Until very recently, Santeria rituals were shrouded in a tradition of secrecy that was not part of the original Yoruba religion. Although the Yoruba were successful in hiding their orishas under the guise of Catholic saints, it did not take long for the Spanish settlers to realize what the slaves were doing, which resulted in severe persecution that forced them to cloak their religion in secrecy. This secrecy, which never existed in Nigeria, is still observed by many practitioners of Santeria today and is one of the reasons the religion is often misunderstood and viewed as dangerous.(5) Recently there have been organized attempts by Santeria practitioners to refute the stereotypes, superstitions, and fears associated with the religion. Many Santeria web sites are appearing that involve individual houses, religious supplies, and even bulletin boards and chat rooms. The O.L.U., "Organization for Lukumi Unity," is a nonprofit cultural organization formed by Olorishas, Babalawos, and Aleyos who want to see all practitioners of the Lukumi Culture and Religion come together in brotherhood. (http://www.lukumiunity.org/mission.html), Excellent websites containing descriptions of various ceremonies, links and photographs are Eleda.org (http://ilarioba.tripod.com/index.html) and Ochareo.com (http://www.ochareo.com/portal.htm) The following web sites belong to botanicas (religious supply stores) (http://www.eden.rutgers.edu/~binkyboy/englishindex.html) and Folkcuba.com (http://www.folkcuba.com/).

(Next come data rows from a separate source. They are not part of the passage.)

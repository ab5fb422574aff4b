//! ei submit command implementation
//!
//! Appends one validated edit entry to the pending stream.

use std::io::Read;
use std::path::PathBuf;

use uuid::Uuid;

use crate::agent::resolve_agent;
use crate::edit::{EditOperation, EditStreamEntry};
use crate::error::{Error, Result};
use crate::events::{Event, EventDestination, EventKind};
use crate::hunk::DiffHunk;
use crate::ingest::EditLog;
use crate::output::{emit_success, HumanOutput, OutputOptions};
use crate::storage::Storage;

pub struct SubmitArgs {
    pub root: Option<PathBuf>,
    pub agent: Option<String>,
    pub file: String,
    pub op: String,
    pub content_file: Option<String>,
    pub hunks_file: Option<PathBuf>,
    pub rename_to: Option<String>,
    pub rationale: Option<String>,
    pub events: Option<String>,
    pub json: bool,
    pub quiet: bool,
}

#[derive(serde::Serialize)]
struct SubmitReport {
    edit_id: Uuid,
    agent: String,
    file: String,
    operation: String,
    pending: usize,
}

pub fn run(args: SubmitArgs) -> Result<()> {
    let start = match &args.root {
        Some(path) => path.clone(),
        None => std::env::current_dir()?,
    };
    let storage = Storage::discover(&start)?;
    let agent = resolve_agent(Some(storage.root()), args.agent.as_deref())?;
    let operation = EditOperation::parse(&args.op)?;

    let mut entry = EditStreamEntry::new(agent.clone(), args.file.clone(), operation);
    if let Some(content_file) = &args.content_file {
        entry = entry.with_content(read_content(content_file)?);
    }
    if let Some(hunks_file) = &args.hunks_file {
        entry = entry.with_hunks(read_hunks(hunks_file)?);
    }
    if let Some(rename_to) = &args.rename_to {
        entry = entry.with_rename_to(rename_to.clone());
    }
    if let Some(rationale) = &args.rationale {
        entry = entry.with_rationale(rationale.clone());
    }

    let log = EditLog::new(storage.edits_file());
    log.append(&entry)?;
    let pending = log.snapshot()?.len();

    if let Some(destination) = EventDestination::parse(args.events.as_deref()) {
        let mut sink = destination.open()?;
        let event = Event::new(EventKind::EditRecorded, Some(agent.clone())).with_data(
            serde_json::json!({
                "edit_id": entry.edit_id,
                "file": entry.file_path,
                "operation": entry.operation.label(),
            }),
        )?;
        sink.emit(&event)?;
    }

    let report = SubmitReport {
        edit_id: entry.edit_id,
        agent: agent.clone(),
        file: entry.file_path.clone(),
        operation: entry.operation.label().to_string(),
        pending,
    };

    let mut human = HumanOutput::new(format!(
        "ei submit: recorded {} of {}",
        entry.operation.label(),
        entry.file_path
    ));
    human.push_summary("agent", agent);
    human.push_summary("edit", entry.edit_id.to_string());
    human.push_summary("pending edits", pending.to_string());
    human.push_next_step("ei status");
    human.push_next_step("ei merge");

    emit_success(
        OutputOptions {
            json: args.json,
            quiet: args.quiet,
        },
        "submit",
        &report,
        Some(&human),
    )?;
    Ok(())
}

fn read_content(source: &str) -> Result<String> {
    if source == "-" {
        let mut buffer = String::new();
        std::io::stdin().read_to_string(&mut buffer)?;
        return Ok(buffer);
    }
    Ok(std::fs::read_to_string(source)?)
}

fn read_hunks(path: &PathBuf) -> Result<Vec<DiffHunk>> {
    let content = std::fs::read_to_string(path)?;
    let hunks: Vec<DiffHunk> = serde_json::from_str(&content).map_err(|err| {
        Error::InvalidArgument(format!(
            "invalid hunks file {}: {err}",
            path.display()
        ))
    })?;
    if hunks.is_empty() {
        return Err(Error::InvalidArgument(format!(
            "hunks file {} contains no hunks",
            path.display()
        )));
    }
    Ok(hunks)
}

Currently there are several million people living in America who practice some sort of Afro-Caribbean faith, most of whom are not involved in criminal activity. Because of the growing population of Santeria practitioners, many officers routinely discover the remains of sacrificed goats, chickens, roosters, and other animals covered in sacrificial matter in areas such as cemeteries, beaches, near railroad tracks, and other places that have magical significance to the believers. Although it is illegal to discard animal corpses in public places, most of these cases are not indicative of violent criminal behavior but are remnants of ritual ceremonies. Controversies associated with the practice of Santeria most often involve misunderstanding of the use of magical spells, amulets, and food offerings, or the debates surrounding the practice of animal sacrifice.